Os poucos que conseguem trabalho, são mal remunerados, como Edneide Lemos de Castro, 40 anos, doméstica sem carteira assinada que recebe R$ 80 por mês. Na visita a Sousa, Edneide foi flagrada oferecendo coco verde como almoço aos filhos. Sentada no chão da casa, disse que tinha ganhado a fruta.

Aos 72 anos, Maria Abrantes Pereira vive de pedir esmolas na mesma cidade. “Estou velha, não tenho forças para acompanhar um comboio”, justifica. O pouco que ganha, Maria divide com a filha e os quatro netos. “Ela é muito pobre”, lamenta, em sua casa de taipa mobiliada apenas com dois bancos, uma rede, uma arca, um guarda-roupa quebrado e um tripé com poucas panelas de alumínio.

Há, ainda, cantores profissionais. Não de música cigana, mas de sertaneja, brega e romântica. Em Santa Cruz, Sertão de Pernambuco, a dupla Fresinho e Naelson ganha a vida com o ritmo sertanejo. “Gravamos um CD em 2006 e somos contratados com frequência para festas na cidade”, diz Raimundo da Silva Ferraz, 44, Fresinho, que é irmão de Naelson.

Em Ouricuri, na mesma região, Abel Lacerda, 26, é o vocalista de uma banda sertaneja e romântica. Ele é o único integrante cigano. “Vivo da música”, revela Abel, encontrado num posto de saúde quando se vacinava contra a gripe A (H1N1).

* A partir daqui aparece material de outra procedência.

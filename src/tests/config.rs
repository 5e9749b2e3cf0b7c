use super::Config;
use crate::modal::Presentation;
use std::io::Write;
use std::path::Path;
use std::time::Duration;
use tempfile::NamedTempFile;

#[test]
fn test_empty_file_gives_defaults() {
    let config = Config::from_toml("").unwrap();
    assert_eq!(config, Config::default());
    assert_eq!(config.visible_menu_items, 5);
    assert_eq!(config.transition_ms, 300);
    assert_eq!(config.expansion_ms, 800);
    assert_eq!(config.projects.len(), 5);
    assert_eq!(config.index().section_count(), 7);
}

#[test]
fn test_sections_override_taxonomy() {
    let config = Config::from_toml(
        r#"
visible_menu_items = 3
transition_ms = 150

[[sections]]
label = "Overview"
subsections = ["Roles", "Impact"]

[[sections]]
label = "Outcome"
"#,
    )
    .unwrap();

    let index = config.index();
    assert_eq!(index.section_count(), 2);
    assert_eq!(index.subsection_label(0, 1).unwrap(), "Impact");
    assert_eq!(index.subsection_count(1).unwrap(), 0);

    let options = config.modal_options(Presentation::Modal);
    assert_eq!(options.visible_menu_items, 3);
    assert_eq!(options.transition, Duration::from_millis(150));
    assert_eq!(options.expansion, Duration::from_millis(800));
}

#[test]
fn test_invalid_toml_is_an_error() {
    assert!(Config::from_toml("visible_menu_items = \"five\"").is_err());
}

#[test]
fn test_load_from_falls_back_to_defaults() {
    let missing = Config::load_from(Path::new("/nonexistent/casenav.toml"));
    assert_eq!(missing, Config::default());

    let mut file = NamedTempFile::new().unwrap();
    writeln!(file, "this is [not toml").unwrap();
    assert_eq!(Config::load_from(file.path()), Config::default());
}

#[test]
fn test_load_from_reads_file() {
    let mut file = NamedTempFile::new().unwrap();
    writeln!(file, "title = \"HealthRecord AI\"\nexpansion_ms = 0").unwrap();
    let config = Config::load_from(file.path());
    assert_eq!(config.title, "HealthRecord AI");
    assert_eq!(config.expansion_ms, 0);
    assert_eq!(config.visible_menu_items, 5);
}
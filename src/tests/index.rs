use super::NavigationIndex;
use crate::error::NavError;
use crate::section::Section;

#[test]
fn test_case_study_layout() {
    let index = NavigationIndex::case_study();
    assert_eq!(index.section_count(), 7);
    assert_eq!(index.section_label(0).unwrap(), "Project Overview");
    assert_eq!(index.section_label(6).unwrap(), "Outcome & Impact");
    assert_eq!(index.subsection_count(0).unwrap(), 5);
    assert_eq!(index.subsection_count(2).unwrap(), 4);
    assert_eq!(index.subsection_label(2, 1).unwrap(), "JTBD");
}

#[test]
fn test_empty_index_rejected() {
    assert!(matches!(
        NavigationIndex::new(Vec::new()),
        Err(NavError::EmptyIndex)
    ));
}

#[test]
fn test_out_of_range_lookups_fail() {
    let index = NavigationIndex::new(vec![
        Section::new("Overview", ["Roles", "Impact"]),
        Section::flat("Outcome"),
    ])
    .unwrap();

    assert!(matches!(
        index.subsection_count(2),
        Err(NavError::SectionOutOfRange { index: 2, count: 2 })
    ));
    assert!(matches!(
        index.section_label(5),
        Err(NavError::SectionOutOfRange { index: 5, count: 2 })
    ));
    assert!(matches!(
        index.subsection_label(0, 2),
        Err(NavError::SubsectionOutOfRange {
            section: 0,
            index: 2,
            count: 2
        })
    ));
    assert!(matches!(
        index.subsection_label(1, 0),
        Err(NavError::SubsectionOutOfRange {
            section: 1,
            index: 0,
            count: 0
        })
    ));
}

#[test]
fn test_without_subsections_keeps_labels() {
    let flat = NavigationIndex::case_study().without_subsections();
    assert_eq!(flat.section_count(), 7);
    assert!(flat.sections().all(|s| !s.has_subsections()));
    assert_eq!(flat.section_label(3).unwrap(), "Ideation & Prototyping");
}

#[test]
fn test_index_serialises_as_json() {
    let index = NavigationIndex::new(vec![Section::new("Overview", ["Roles"])]).unwrap();
    let json = serde_json::to_value(&index).unwrap();
    assert_eq!(json["sections"][0]["label"], "Overview");
    assert_eq!(json["sections"][0]["subsections"][0], "Roles");
}
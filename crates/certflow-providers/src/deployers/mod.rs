pub mod local;
pub mod webhook;

pub use local::LocalDeployer;
pub use webhook::WebhookDeployer;
mod outputs;
mod store;
mod workflows;

pub use store::SqliteStore;
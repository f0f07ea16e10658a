pub mod context;
pub mod engine;
pub mod executor;
pub mod expr;
pub mod processor;
pub mod run_log;

pub use context::{
    EngineServices, NodeExecutionContext, NodeExecutionResult, RunContext, SequenceRunner,
};
pub use engine::{RunHandle, WorkflowEngine};
pub use executor::{executor_for, NodeExecutor};
pub use expr::JsonExprEvaluator;
pub use processor::WorkflowProcessor;
pub use run_log::RunLogger;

Ronaldo Carlos, 59, seresteiro de Sousa, faz questão de mostrar os dotes artísticos. “Não seria justo vocês voltarem sem ouvir nada, depois de a gente falar tanto que cigano gosta de cantar”, comentou.

Com um violão emprestado, ele iniciou o repertório entoando Só você não vê, finge que não sabe, que eu estou sofrendo por causa de você. Passou por Roberto Carlos, Valdick Soriano, Fernando Mendes. Não demorou muito e uma roda de ciganos se formou em volta do seresteiro, no meio de uma das ruas da comunidade. “Estou parado porque preciso de um teclado”, aproveita para avisar.

Os irmãos José Iran Ferraz da Silva e Paulo Ferreira Ferraz, moradores de Paulista, no Grande Recife, formaram a dupla Iran e Iranei, de estilo romântico e sertanejo. Sonham em gravar um CD e já produziram uma versão demo (Recordações Ciganas) com 24 músicas, três faixas de autoria deles.

Fãs de Roberto Carlos, eles dominam o cavaquinho, o violão e a guitarra. E costumam animar palanques de políticos nas campanhas eleitorais.

Um dos líderes em Currais Novos, no Rio Grande do Norte, Francisco Ednaldo de Morais, 33, complementa a renda com a música. Naldinho Cigano é o nome artístico do seresteiro, que já gravou um CD de música brega. “Vendo durante os shows. Quando não tem apresentação, faço o que todos nós sabemos fazer: vender e trocar.” A filha, de 10 anos, integra o grupo de dança cigana da escola.

Seja no Grande Recife, seja no Sertão, os ciganos encontram outra forma de sustentar as famílias. Eles constroem casas para vender ou alugar. “Meu irmão vendeu uma em Juazeiro, usará metade do dinheiro para fazer outra em Petrolina e vai viver com o restante”, conta Manoel Alves, conselheiro dos ciganos de Petrolina. Outros vivem de aposentadoria e benefícios sociais do governo, como o Bolsa Família.

São raros os que ingressam na faculdade, como Jucelho Dantas da Cruz, Josileide Alves Martins e Francisco Vitoriano. Engenheiro agrônomo com mestrado em ciências agrárias e doutorado em zoologia, Jucelho é professor de biologia na Universidade Estadual de Feira de Santana (UEFS-BA).